When Antibiotics Stop Working

Generated Summary

This policy paper from the Ontario Medical Association (OMA) addresses the critical issue of antibiotic resistance, a growing concern in Ontario and Canada. The paper explores the mechanisms by which bacteria develop resistance, the impacts on human health and the healthcare system, and the role of antibiotic use in animal husbandry. The authors advocate for prudent antibiotic use, enhanced surveillance, and policy changes to mitigate the risks associated with antibiotic resistance. The paper employs a policy analysis approach, synthesizing scientific evidence, clinical observations, and regulatory information to inform its recommendations. The scope of the document is broad, touching on issues related to the overprescription of antibiotics in human medicine and the practices within animal agriculture. It argues that a multifaceted approach involving healthcare professionals, policymakers, and the public is crucial to preserving the effectiveness of antibiotics.

Key Findings & Statistics

• The paper highlights that antibiotic resistance is an under-recognized problem in Ontario and the rest of Canada.
• It mentions that some resistant bacteria, like Methicillin-resistant Staphylococcus aureus (MRSA) and Vancomycin-resistant Enterococcus (VRE), often make news headlines, but many others do not get the same amount of attention.
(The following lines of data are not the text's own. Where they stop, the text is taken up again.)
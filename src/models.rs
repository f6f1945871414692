// SPDX-License-Identifier: AGPL-3.0-or-later
//
// Copyright (C) 2026 Relational Network

//! # API Data Models
//!
//! Request and response bodies for the REST API. Payload bytes travel as
//! standard base64 strings.
//!
//! ## Model Categories
//!
//! - **Records**: protected upload, download and access checks
//! - **Lifecycle**: delete, restore, share revocation and rollback

use base64ct::{Base64, Encoding};
use serde::{Deserialize, Serialize};
use utoipa::ToSchema;

use crate::gateway::RecordId;
use crate::metadata::Metadata;
use crate::policy::AccessPolicy;
use crate::vault::{DownloadedRecord, UploadRequest};

// =============================================================================
// Records
// =============================================================================

#[derive(Debug, Clone, Serialize, Deserialize, ToSchema)]
pub struct UploadRecordRequest {
    /// Base64-encoded file contents.
    pub payload: String,
    /// Encrypt under this password. Omit to store plaintext.
    #[serde(default)]
    pub password: Option<String>,
    #[serde(default)]
    pub policy: Option<AccessPolicy>,
    #[serde(default)]
    pub owner: Option<String>,
    /// Extra content tags such as `Content-Type`.
    #[serde(default)]
    pub tags: Metadata,
}

impl UploadRecordRequest {
    /// Decode the payload and convert to a vault request.
    pub fn into_upload(self) -> Result<UploadRequest, String> {
        let payload = Base64::decode_vec(&self.payload)
            .map_err(|e| format!("payload is not valid base64: {e}"))?;
        Ok(UploadRequest {
            payload,
            password: self.password,
            policy: self.policy,
            owner: self.owner,
            tags: self.tags,
        })
    }
}

#[derive(Debug, Clone, Default, Serialize, Deserialize, ToSchema)]
pub struct DownloadRecordRequest {
    #[serde(default)]
    pub password: Option<String>,
    /// Caller identity evaluated against the record's policy.
    #[serde(default)]
    pub caller: Option<String>,
}

#[derive(Debug, Clone, PartialEq, Eq, Serialize, Deserialize, ToSchema)]
pub struct DownloadRecordResponse {
    #[schema(value_type = String)]
    pub id: RecordId,
    /// Version served; differs from `id` after a rollback.
    #[schema(value_type = String)]
    pub version: RecordId,
    /// Base64-encoded plaintext.
    pub payload: String,
    pub tags: Metadata,
}

impl From<DownloadedRecord> for DownloadRecordResponse {
    fn from(record: DownloadedRecord) -> Self {
        Self {
            id: record.id,
            version: record.version,
            payload: Base64::encode_string(&record.payload),
            tags: record.tags,
        }
    }
}

#[derive(Debug, Clone, Default, Serialize, Deserialize, ToSchema)]
pub struct AccessCheckRequest {
    #[serde(default)]
    pub caller: Option<String>,
    /// Evaluate at this instant (epoch ms) instead of now.
    #[serde(default)]
    pub at: Option<i64>,
}

// =============================================================================
// Lifecycle
// =============================================================================

#[derive(Debug, Clone, Default, Serialize, Deserialize, ToSchema)]
pub struct DeleteRecordRequest {
    #[serde(default)]
    pub permanent: bool,
    #[serde(default)]
    pub actor: Option<String>,
}

#[derive(Debug, Clone, Default, Serialize, Deserialize, ToSchema)]
pub struct RestoreRecordRequest {
    #[serde(default)]
    pub actor: Option<String>,
}

#[derive(Debug, Clone, Default, Serialize, Deserialize, ToSchema)]
pub struct RevokeShareRequest {
    #[serde(default)]
    pub user: Option<String>,
    #[serde(default)]
    pub revoke_all: bool,
    #[serde(default)]
    pub actor: Option<String>,
}

#[derive(Debug, Clone, Serialize, Deserialize, ToSchema)]
pub struct RollbackRecordRequest {
    /// Version to restore: the record itself or an earlier rollback of it.
    #[schema(value_type = String)]
    pub target: RecordId,
    #[serde(default)]
    pub create_backup: bool,
}

/// Id of a written annotation record.
#[derive(Debug, Clone, PartialEq, Eq, Serialize, Deserialize, ToSchema)]
pub struct AnnotationResponse {
    #[schema(value_type = String)]
    pub annotation_id: RecordId,
}

#[cfg(test)]
mod tests {
    use super::*;

    #[test]
    fn upload_request_decodes_base64() {
        let request: UploadRecordRequest =
            serde_json::from_str(r#"{"payload":"aGVsbG8=","tags":[{"name":"A","value":"b"}]}"#)
                .unwrap();
        let upload = request.into_upload().unwrap();
        assert_eq!(upload.payload, b"hello");
        assert_eq!(upload.tags.get("A"), Some("b"));
        assert!(upload.password.is_none());
    }

    #[test]
    fn upload_request_rejects_bad_base64() {
        let request: UploadRecordRequest =
            serde_json::from_str(r#"{"payload":"not base64!"}"#).unwrap();
        assert!(request.into_upload().is_err());
    }

    #[test]
    fn optional_fields_default() {
        let request: RevokeShareRequest = serde_json::from_str("{}").unwrap();
        assert!(!request.revoke_all);
        assert!(request.user.is_none());

        let request: RollbackRecordRequest =
            serde_json::from_str(r#"{"target":"tx-1"}"#).unwrap();
        assert!(!request.create_backup);
        assert_eq!(request.target, RecordId::from("tx-1"));
    }
}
• The paper points out that the increase of antibiotic resistance represents the need for a change in thinking and that some antibiotics have stopped working.
• It also states that resistance to antibiotics is growing among a multitude of bacteria, with increasingly harmful effects on human health.
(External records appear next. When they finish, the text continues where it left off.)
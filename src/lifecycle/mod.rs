// SPDX-License-Identifier: AGPL-3.0-or-later
//
// Copyright (C) 2026 Relational Network

//! # Record Lifecycle over an Append-Only Store
//!
//! The storage network cannot update or delete. Delete, restore, share
//! revocation, rollback and backup are each written as a new annotation
//! record whose `Original-Transaction` tag names the record it applies to.
//! Readers fold the annotation log into a [`LogicalState`].
//!
//! Writes are irreversible. When a two-step operation fails after its first
//! write landed, [`LifecycleError::Partial`] names what was written.

pub mod annotation;
pub mod emulator;
pub mod state;

use std::fmt;

use serde::Serialize;
use utoipa::ToSchema;

use crate::gateway::{GatewayError, RecordId};

pub use annotation::Annotation;
pub use emulator::{LifecycleEmulator, RollbackOutcome};
pub use state::LogicalState;

/// Steps of a multi-write lifecycle operation.
#[derive(Debug, Clone, Copy, PartialEq, Eq, Serialize, ToSchema)]
#[serde(rename_all = "lowercase")]
pub enum LifecycleStep {
    Backup,
    Rollback,
}

impl fmt::Display for LifecycleStep {
    fn fmt(&self, f: &mut fmt::Formatter<'_>) -> fmt::Result {
        match self {
            LifecycleStep::Backup => f.write_str("backup"),
            LifecycleStep::Rollback => f.write_str("rollback"),
        }
    }
}

#[derive(Debug, thiserror::Error)]
pub enum LifecycleError {
    #[error(transparent)]
    Gateway(#[from] GatewayError),

    /// An earlier write landed and a later one failed.
    #[error("{completed} {completed_id} was written but {failed} failed: {source}")]
    Partial {
        completed: LifecycleStep,
        completed_id: RecordId,
        failed: LifecycleStep,
        #[source]
        source: GatewayError,
    },

    #[error("Record {0} is permanently deleted")]
    PermanentlyDeleted(RecordId),

    #[error("Share revocation needs a user or revoke-all")]
    EmptyRevocation,

    #[error("Record {target} is not a version of {id}")]
    UnrelatedVersion { id: RecordId, target: RecordId },

    #[error("Malformed lifecycle annotation {id}: {reason}")]
    MalformedAnnotation { id: RecordId, reason: String },
}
• The impact on patients has reached a dangerous level, with examples of urinary tract infections with extended-spectrum beta lactamase (ESBL)-producing bacteria, and pneumococcal bacteria becoming increasingly resistant to macrolides.
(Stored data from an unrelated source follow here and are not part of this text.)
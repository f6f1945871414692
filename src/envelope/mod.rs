// SPDX-License-Identifier: AGPL-3.0-or-later
//
// Copyright (C) 2026 Relational Network

//! # Encryption Envelope
//!
//! Password-based encryption for record payloads. The envelope is the set of
//! metadata tags that make a ciphertext reversible later:
//!
//! | Tag | Value |
//! |-----|-------|
//! | `Encrypted` | `true` |
//! | `Encryption-Method` | `AES-256-CBC` |
//! | `Salt` | 16 random bytes, hex |
//! | `IV` | 16 random bytes, hex |
//! | `Auth-Tag` | HMAC-SHA256 over `iv \|\| ciphertext`, hex (optional) |
//!
//! ## Key Derivation
//!
//! The key is derived with scrypt using the fixed parameters in [`cipher`]
//! (`N = 2^14`, `r = 8`, `p = 1`). The parameters are not stored on the
//! record, so changing them makes every existing record undecryptable.
//!
//! ## Security
//!
//! - Salt and IV are drawn from the OS RNG on every call and never reused
//! - Derived key material is zeroized on drop
//! - A wrong password is always a hard [`EnvelopeError::Decryption`], never
//!   garbage plaintext
//! - This module performs no I/O

pub mod cipher;

use std::fmt;
use std::str::FromStr;

use crate::metadata::{keys, Metadata, TRUE};

pub use cipher::{decrypt, encrypt, SealedPayload, AUTH_TAG_LEN, IV_LEN, KEY_LEN, SALT_LEN};

/// Errors produced while sealing, opening or reading an envelope.
#[derive(Debug, thiserror::Error)]
pub enum EnvelopeError {
    /// Wrong password or corrupted ciphertext.
    #[error("Decryption failed: wrong password or corrupted ciphertext")]
    Decryption,

    #[error("Key derivation failed: {0}")]
    KeyDerivation(String),

    #[error("Unsupported encryption method: {0}")]
    UnsupportedMethod(String),

    #[error("Encrypted record is missing the {0} tag")]
    MissingField(&'static str),

    #[error("Envelope tag {field} is invalid: {reason}")]
    InvalidField { field: &'static str, reason: String },
}

/// Supported ciphers. Only one exists today.
#[derive(Debug, Clone, Copy, PartialEq, Eq, Default)]
pub enum EncryptionMethod {
    #[default]
    Aes256Cbc,
}

impl EncryptionMethod {
    pub fn as_str(&self) -> &'static str {
        match self {
            EncryptionMethod::Aes256Cbc => "AES-256-CBC",
        }
    }
}

impl fmt::Display for EncryptionMethod {
    fn fmt(&self, f: &mut fmt::Formatter<'_>) -> fmt::Result {
        f.write_str(self.as_str())
    }
}

impl FromStr for EncryptionMethod {
    type Err = EnvelopeError;

    fn from_str(s: &str) -> Result<Self, Self::Err> {
        if s.eq_ignore_ascii_case("AES-256-CBC") {
            Ok(EncryptionMethod::Aes256Cbc)
        } else {
            Err(EnvelopeError::UnsupportedMethod(s.to_string()))
        }
    }
}

/// Everything needed (besides the password) to decrypt a payload.
#[derive(Debug, Clone, PartialEq, Eq)]
pub struct EncryptionEnvelope {
    pub method: EncryptionMethod,
    pub salt: [u8; SALT_LEN],
    pub iv: [u8; IV_LEN],
    pub auth_tag: Option<[u8; AUTH_TAG_LEN]>,
}

impl EncryptionEnvelope {
    /// Render the envelope as wire tags.
    pub fn to_metadata(&self) -> Metadata {
        let mut metadata = Metadata::new()
            .with(keys::ENCRYPTED, TRUE)
            .with(keys::ENCRYPTION_METHOD, self.method.as_str())
            .with(keys::SALT, hex::encode(self.salt))
            .with(keys::IV, hex::encode(self.iv));
        if let Some(tag) = &self.auth_tag {
            metadata.insert(keys::AUTH_TAG, hex::encode(tag));
        }
        metadata
    }

    /// Read the envelope back from a record's tags.
    ///
    /// Returns `Ok(None)` for records that are not marked `Encrypted=true`.
    /// A record that claims to be encrypted but carries unusable envelope
    /// tags is an error, never treated as plaintext.
    pub fn from_metadata(metadata: &Metadata) -> Result<Option<Self>, EnvelopeError> {
        if !metadata.is_true(keys::ENCRYPTED) {
            return Ok(None);
        }

        // Absent method means the only cipher that has ever been written.
        let method = match metadata.get(keys::ENCRYPTION_METHOD) {
            Some(raw) => raw.parse()?,
            None => EncryptionMethod::default(),
        };

        let salt = decode_fixed::<SALT_LEN>(metadata, keys::SALT)?;
        let iv = decode_fixed::<IV_LEN>(metadata, keys::IV)?;
        let auth_tag = if metadata.contains(keys::AUTH_TAG) {
            Some(decode_fixed::<AUTH_TAG_LEN>(metadata, keys::AUTH_TAG)?)
        } else {
            None
        };

        Ok(Some(Self {
            method,
            salt,
            iv,
            auth_tag,
        }))
    }
}

fn decode_fixed<const N: usize>(
    metadata: &Metadata,
    field: &'static str,
) -> Result<[u8; N], EnvelopeError> {
    let raw = metadata
        .get(field)
        .ok_or(EnvelopeError::MissingField(field))?;
    let bytes = hex::decode(raw.trim()).map_err(|e| EnvelopeError::InvalidField {
        field,
        reason: e.to_string(),
    })?;
    bytes
        .as_slice()
        .try_into()
        .map_err(|_| EnvelopeError::InvalidField {
            field,
            reason: format!("expected {N} bytes, got {}", bytes.len()),
        })
}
• The paper gives an example of a patient who had pneumonia was prescribed macrolides and was reasonably expected to get better at home, but became seriously ill and was discovered unconscious by a family member.
• The document mentions that in a recent instance, a patient with pneumonia was prescribed macrolides and was reasonably expected to get better at home, but became seriously ill and was discovered unconscious by a family member. The presence of resistant bacteria required hospitalization and an intense round of treatment with more powerful (and more toxic) antibiotics.
• For example, one patient who had Escherichia Coli (E. Coli) growing in her urine but had no symptoms (a condition called asymptomatic bacteriuria) was given antibiotics. The patient began to suffer from diarrhea 10 days later. The treatment of the E. Coli, which was unnecessary, led to a resistant infection with Clostridium Difficile (C. Diff). The patient spent a total of four months in the hospital recovering from the C. Diff infection.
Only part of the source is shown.